**Task**
State the number of lines in the listing below that contain the word "BasicStrategy", and nothing besides.

**Record set**
=== Begin Enclosure ===

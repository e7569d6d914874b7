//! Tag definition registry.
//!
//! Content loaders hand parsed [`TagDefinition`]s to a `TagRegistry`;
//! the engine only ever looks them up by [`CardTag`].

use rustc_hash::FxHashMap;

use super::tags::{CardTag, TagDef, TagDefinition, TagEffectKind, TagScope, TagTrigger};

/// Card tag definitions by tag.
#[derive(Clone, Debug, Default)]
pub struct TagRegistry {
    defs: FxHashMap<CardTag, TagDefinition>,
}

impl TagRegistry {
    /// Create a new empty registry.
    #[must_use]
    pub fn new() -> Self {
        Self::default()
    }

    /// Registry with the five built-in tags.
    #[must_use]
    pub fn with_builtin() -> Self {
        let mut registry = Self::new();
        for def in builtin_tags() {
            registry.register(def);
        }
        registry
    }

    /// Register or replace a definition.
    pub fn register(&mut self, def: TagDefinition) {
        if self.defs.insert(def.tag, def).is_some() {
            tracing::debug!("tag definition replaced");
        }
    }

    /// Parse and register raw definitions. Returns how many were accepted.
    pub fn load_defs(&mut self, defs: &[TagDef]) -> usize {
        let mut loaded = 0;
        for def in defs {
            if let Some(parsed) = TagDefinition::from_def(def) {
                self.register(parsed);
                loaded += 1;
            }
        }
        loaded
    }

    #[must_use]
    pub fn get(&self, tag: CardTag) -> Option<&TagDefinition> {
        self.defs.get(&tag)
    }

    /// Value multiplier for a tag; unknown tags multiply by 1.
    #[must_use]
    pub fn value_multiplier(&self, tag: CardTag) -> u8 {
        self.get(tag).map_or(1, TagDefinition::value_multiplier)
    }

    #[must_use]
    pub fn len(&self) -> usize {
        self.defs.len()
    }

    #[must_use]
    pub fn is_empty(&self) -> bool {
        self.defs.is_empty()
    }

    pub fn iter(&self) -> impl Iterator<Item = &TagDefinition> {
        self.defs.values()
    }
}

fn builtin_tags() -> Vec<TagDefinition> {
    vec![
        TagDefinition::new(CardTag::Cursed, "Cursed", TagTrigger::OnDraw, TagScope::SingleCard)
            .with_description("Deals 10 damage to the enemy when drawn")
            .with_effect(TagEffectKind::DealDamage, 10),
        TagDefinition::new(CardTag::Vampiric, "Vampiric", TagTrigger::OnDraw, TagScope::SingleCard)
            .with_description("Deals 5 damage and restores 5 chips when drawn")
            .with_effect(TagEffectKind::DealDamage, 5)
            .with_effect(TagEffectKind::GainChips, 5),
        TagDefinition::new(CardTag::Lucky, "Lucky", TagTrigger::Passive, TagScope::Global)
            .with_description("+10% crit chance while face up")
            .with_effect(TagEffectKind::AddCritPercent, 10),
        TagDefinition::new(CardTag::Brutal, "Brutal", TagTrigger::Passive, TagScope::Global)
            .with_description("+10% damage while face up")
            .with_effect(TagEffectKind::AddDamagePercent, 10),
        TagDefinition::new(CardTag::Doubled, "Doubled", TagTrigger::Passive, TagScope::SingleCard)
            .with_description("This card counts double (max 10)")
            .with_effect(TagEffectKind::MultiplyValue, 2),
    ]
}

=== End Enclosure ===
=== Begin Enclosure ===

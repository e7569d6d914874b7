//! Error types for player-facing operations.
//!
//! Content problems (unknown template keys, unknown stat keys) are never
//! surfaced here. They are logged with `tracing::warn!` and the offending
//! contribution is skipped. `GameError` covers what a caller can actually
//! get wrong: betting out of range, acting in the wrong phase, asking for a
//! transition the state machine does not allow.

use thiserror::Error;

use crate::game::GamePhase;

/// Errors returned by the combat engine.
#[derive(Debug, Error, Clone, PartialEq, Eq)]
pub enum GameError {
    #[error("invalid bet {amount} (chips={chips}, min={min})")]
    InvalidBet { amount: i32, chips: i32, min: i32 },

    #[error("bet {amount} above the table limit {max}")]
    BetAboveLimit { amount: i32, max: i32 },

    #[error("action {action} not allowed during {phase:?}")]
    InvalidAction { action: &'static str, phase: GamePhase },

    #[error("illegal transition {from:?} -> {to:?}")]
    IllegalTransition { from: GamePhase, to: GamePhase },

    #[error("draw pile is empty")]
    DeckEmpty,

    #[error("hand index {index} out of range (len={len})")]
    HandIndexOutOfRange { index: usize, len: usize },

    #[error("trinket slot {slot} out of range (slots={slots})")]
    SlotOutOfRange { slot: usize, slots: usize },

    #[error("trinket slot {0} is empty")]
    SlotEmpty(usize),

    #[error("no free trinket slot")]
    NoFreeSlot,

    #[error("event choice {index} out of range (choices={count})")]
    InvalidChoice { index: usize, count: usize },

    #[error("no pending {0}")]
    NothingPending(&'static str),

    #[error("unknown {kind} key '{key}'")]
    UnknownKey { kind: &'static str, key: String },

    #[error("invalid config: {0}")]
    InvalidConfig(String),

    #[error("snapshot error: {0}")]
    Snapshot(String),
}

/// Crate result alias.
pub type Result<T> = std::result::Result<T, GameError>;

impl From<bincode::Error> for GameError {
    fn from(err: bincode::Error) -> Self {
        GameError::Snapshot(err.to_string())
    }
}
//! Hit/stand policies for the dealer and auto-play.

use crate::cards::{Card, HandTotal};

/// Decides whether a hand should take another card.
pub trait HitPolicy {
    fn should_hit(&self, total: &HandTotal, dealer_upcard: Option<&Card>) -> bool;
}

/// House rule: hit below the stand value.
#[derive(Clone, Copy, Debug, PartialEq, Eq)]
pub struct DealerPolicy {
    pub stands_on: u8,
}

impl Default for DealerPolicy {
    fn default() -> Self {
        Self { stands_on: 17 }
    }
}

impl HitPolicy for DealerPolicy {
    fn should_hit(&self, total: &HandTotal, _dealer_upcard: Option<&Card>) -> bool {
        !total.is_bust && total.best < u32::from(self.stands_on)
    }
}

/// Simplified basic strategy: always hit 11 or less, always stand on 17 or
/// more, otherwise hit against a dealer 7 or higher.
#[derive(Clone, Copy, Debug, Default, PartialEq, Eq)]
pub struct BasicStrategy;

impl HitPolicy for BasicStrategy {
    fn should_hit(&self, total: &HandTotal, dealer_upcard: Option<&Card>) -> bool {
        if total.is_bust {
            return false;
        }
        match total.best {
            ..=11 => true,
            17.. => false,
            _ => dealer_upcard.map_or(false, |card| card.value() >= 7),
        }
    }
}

=== End Enclosure ===
=== Begin Enclosure ===

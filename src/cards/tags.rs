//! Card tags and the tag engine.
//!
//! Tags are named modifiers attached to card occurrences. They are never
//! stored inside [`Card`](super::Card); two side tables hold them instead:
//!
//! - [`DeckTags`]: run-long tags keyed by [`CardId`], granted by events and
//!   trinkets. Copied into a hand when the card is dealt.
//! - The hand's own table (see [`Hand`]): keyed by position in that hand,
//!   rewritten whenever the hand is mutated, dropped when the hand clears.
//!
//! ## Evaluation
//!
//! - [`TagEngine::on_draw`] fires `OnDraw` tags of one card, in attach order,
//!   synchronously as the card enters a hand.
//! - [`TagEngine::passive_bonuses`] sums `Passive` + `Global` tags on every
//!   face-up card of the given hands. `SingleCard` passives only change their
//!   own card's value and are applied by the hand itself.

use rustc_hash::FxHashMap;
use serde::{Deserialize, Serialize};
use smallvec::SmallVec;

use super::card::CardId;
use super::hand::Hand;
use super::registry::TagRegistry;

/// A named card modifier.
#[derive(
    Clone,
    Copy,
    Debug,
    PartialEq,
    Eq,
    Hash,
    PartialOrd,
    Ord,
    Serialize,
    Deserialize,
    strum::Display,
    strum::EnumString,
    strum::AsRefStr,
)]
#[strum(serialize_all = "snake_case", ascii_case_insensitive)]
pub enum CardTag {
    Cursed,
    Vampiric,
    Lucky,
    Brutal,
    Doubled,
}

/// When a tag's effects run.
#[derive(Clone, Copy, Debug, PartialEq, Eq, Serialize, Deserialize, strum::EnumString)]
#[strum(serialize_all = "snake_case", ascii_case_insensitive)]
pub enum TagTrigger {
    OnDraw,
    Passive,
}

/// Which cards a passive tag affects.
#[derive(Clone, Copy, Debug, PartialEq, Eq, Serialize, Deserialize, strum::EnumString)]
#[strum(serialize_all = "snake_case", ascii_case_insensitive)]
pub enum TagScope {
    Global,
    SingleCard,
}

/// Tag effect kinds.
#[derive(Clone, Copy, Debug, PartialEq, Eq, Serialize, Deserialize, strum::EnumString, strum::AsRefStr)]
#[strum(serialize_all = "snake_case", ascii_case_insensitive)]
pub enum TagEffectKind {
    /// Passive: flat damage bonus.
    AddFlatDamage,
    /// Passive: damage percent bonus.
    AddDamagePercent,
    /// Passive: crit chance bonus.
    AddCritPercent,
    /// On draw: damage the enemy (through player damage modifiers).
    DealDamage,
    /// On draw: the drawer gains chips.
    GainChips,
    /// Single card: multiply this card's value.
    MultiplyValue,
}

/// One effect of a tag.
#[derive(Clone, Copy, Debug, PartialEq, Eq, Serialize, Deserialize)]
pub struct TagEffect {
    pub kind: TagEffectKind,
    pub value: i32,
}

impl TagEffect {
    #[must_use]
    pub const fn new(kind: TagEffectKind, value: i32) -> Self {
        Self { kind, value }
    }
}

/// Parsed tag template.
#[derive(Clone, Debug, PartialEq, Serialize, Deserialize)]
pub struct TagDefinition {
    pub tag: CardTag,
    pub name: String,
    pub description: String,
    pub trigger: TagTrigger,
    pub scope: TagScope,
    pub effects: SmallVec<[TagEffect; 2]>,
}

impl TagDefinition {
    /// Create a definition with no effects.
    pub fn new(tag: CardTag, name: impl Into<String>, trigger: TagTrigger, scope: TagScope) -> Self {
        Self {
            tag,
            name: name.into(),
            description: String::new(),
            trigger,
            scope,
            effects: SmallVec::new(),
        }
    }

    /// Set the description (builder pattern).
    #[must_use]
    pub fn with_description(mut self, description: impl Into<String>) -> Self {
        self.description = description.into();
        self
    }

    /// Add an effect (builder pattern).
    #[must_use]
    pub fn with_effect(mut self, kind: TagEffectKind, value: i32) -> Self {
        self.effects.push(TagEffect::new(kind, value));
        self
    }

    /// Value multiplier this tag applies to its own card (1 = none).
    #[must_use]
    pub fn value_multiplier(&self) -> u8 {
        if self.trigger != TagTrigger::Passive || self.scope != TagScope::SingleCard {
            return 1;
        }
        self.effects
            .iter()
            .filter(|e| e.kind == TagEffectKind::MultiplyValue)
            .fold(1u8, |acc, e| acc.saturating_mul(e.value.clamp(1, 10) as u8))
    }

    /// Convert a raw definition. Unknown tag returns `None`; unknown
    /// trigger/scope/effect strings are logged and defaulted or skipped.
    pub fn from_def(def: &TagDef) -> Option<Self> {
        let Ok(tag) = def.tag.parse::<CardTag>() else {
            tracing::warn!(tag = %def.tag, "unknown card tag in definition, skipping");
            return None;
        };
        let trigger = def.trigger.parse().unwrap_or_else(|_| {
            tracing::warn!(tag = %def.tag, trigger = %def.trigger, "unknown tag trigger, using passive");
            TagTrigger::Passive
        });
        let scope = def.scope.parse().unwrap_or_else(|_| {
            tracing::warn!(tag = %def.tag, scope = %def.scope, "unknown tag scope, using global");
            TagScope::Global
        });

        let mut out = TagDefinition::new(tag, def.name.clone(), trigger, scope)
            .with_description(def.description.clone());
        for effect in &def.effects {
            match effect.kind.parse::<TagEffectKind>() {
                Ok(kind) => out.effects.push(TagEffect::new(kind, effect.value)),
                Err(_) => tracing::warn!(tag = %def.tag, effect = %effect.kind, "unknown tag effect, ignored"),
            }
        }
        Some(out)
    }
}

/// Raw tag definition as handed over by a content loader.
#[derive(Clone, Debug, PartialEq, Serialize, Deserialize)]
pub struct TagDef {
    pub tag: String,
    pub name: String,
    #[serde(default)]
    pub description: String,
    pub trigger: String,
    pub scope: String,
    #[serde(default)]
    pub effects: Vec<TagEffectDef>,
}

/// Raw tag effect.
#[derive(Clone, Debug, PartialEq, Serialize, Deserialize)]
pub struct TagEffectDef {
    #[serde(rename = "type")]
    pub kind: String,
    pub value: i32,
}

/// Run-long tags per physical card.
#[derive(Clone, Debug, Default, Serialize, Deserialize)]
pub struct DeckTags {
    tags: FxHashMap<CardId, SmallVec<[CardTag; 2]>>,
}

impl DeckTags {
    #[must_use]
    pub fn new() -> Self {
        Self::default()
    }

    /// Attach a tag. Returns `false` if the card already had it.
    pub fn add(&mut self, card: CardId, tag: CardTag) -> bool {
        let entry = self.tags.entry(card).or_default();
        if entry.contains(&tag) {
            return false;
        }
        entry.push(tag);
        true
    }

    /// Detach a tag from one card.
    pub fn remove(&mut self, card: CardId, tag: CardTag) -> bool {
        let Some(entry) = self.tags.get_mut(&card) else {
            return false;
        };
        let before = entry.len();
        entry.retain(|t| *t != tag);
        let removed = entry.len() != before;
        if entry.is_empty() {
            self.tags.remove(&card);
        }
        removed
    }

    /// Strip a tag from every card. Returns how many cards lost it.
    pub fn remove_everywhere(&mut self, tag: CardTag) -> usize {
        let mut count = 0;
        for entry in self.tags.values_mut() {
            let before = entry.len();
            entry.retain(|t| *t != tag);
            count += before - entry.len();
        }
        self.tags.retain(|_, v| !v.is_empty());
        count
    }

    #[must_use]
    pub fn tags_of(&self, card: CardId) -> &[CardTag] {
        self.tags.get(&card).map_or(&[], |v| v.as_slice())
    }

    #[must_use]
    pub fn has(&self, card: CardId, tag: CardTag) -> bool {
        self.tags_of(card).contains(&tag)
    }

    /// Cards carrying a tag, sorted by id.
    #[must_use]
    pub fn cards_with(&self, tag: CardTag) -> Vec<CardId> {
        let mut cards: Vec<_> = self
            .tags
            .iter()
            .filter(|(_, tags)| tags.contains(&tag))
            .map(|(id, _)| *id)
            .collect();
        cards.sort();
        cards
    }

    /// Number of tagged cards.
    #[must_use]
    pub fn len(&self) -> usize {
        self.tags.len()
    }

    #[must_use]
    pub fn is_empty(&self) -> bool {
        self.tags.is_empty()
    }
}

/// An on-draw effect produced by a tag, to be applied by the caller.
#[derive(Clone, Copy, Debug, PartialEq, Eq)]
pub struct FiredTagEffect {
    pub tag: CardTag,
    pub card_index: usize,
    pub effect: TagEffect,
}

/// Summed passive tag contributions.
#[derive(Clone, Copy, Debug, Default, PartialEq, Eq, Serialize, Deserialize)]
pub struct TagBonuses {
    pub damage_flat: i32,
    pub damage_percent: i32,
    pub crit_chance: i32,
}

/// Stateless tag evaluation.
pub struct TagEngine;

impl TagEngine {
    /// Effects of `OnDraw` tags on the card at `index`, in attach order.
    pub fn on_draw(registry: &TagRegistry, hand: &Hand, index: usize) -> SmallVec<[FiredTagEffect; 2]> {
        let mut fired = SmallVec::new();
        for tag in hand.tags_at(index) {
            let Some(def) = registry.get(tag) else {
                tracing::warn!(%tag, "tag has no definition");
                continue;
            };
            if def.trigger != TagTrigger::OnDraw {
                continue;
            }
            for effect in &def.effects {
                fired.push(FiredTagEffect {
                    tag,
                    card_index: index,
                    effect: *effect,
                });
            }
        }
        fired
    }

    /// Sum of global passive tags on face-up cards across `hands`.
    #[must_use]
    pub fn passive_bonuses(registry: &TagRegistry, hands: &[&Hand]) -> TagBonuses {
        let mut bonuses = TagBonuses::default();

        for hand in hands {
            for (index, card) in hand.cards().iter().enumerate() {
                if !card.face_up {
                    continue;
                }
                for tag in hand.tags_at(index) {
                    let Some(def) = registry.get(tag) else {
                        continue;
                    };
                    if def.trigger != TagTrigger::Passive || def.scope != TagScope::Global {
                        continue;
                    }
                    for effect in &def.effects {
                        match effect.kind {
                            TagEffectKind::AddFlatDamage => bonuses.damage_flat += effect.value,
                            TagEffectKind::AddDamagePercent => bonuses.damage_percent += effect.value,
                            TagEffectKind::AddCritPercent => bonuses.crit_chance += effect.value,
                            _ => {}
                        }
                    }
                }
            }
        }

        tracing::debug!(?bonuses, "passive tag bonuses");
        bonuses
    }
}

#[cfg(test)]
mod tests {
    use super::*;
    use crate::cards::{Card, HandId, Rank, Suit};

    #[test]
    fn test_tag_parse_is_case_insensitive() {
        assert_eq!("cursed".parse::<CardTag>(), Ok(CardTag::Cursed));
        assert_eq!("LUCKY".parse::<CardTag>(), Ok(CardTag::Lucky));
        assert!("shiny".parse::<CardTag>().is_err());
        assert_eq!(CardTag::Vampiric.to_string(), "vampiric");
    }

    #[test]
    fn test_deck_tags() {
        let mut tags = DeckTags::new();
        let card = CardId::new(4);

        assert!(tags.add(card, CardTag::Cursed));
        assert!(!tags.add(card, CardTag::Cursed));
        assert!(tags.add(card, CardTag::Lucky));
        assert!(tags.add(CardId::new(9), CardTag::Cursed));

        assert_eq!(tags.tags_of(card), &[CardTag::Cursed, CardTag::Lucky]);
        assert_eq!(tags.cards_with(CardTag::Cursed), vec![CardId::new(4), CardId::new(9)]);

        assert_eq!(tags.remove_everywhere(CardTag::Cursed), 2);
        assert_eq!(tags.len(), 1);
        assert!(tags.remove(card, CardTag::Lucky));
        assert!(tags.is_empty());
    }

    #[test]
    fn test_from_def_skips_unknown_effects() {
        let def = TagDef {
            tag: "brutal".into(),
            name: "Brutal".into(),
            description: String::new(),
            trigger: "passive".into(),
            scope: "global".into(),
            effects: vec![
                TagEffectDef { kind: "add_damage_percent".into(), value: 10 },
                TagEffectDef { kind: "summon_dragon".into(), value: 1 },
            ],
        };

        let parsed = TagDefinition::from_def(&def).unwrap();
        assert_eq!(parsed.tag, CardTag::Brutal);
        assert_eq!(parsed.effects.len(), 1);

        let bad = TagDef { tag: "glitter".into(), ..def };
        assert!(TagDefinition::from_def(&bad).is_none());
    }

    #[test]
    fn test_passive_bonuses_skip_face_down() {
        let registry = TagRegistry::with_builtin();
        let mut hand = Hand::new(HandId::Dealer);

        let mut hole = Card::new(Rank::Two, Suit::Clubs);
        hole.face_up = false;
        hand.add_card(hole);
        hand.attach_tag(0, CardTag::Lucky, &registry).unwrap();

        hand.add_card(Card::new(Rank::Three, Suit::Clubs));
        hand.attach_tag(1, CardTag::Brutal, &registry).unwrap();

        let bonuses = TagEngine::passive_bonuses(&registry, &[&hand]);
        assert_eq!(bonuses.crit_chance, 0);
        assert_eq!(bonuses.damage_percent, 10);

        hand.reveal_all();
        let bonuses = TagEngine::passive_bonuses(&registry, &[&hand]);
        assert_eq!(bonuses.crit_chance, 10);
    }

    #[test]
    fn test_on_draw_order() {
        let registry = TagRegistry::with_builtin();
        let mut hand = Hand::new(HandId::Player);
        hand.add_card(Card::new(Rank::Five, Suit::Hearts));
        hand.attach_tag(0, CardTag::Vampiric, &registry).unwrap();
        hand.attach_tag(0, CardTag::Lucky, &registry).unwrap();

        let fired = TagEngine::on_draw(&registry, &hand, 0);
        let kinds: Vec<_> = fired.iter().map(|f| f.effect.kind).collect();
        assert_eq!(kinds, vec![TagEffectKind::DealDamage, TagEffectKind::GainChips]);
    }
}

=== End Enclosure ===

**Response to the task**
2